[Records contained in a dataset]

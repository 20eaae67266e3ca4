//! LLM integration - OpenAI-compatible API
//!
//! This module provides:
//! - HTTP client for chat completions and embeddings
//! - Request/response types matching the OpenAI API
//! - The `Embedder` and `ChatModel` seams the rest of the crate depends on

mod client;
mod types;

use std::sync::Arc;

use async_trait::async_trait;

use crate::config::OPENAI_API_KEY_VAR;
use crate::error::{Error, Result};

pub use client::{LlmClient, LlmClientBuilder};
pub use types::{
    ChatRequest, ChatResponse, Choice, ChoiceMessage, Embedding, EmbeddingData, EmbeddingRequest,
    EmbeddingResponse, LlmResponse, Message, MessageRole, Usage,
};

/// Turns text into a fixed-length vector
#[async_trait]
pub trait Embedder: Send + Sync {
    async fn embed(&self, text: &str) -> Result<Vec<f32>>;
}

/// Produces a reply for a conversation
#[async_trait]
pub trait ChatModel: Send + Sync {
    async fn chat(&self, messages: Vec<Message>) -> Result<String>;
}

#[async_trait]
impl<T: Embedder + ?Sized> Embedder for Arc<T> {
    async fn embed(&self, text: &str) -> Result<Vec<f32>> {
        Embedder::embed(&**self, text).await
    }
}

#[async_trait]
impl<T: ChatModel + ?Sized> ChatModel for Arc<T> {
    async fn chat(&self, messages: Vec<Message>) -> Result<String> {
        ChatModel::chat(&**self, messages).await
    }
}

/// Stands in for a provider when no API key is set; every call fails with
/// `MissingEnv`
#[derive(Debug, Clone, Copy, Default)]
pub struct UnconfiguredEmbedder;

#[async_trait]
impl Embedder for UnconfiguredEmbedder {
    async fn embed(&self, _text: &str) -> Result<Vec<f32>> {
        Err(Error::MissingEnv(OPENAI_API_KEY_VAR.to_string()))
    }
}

→ How to complete this task: Lines after the one containing "use crate::config::OPENAI_API_KEY_VAR;" are left out; every line from the start of the entries through that line is restated word for word.

→ Reply to the exercise:
repository 20eaae67266e3ca4
//! LLM integration - OpenAI-compatible API
//!
//! This module provides:
//! - HTTP client for chat completions and embeddings
//! - Request/response types matching the OpenAI API
//! - The `Embedder` and `ChatModel` seams the rest of the crate depends on

mod client;
mod types;

use std::sync::Arc;

use async_trait::async_trait;

use crate::config::OPENAI_API_KEY_VAR;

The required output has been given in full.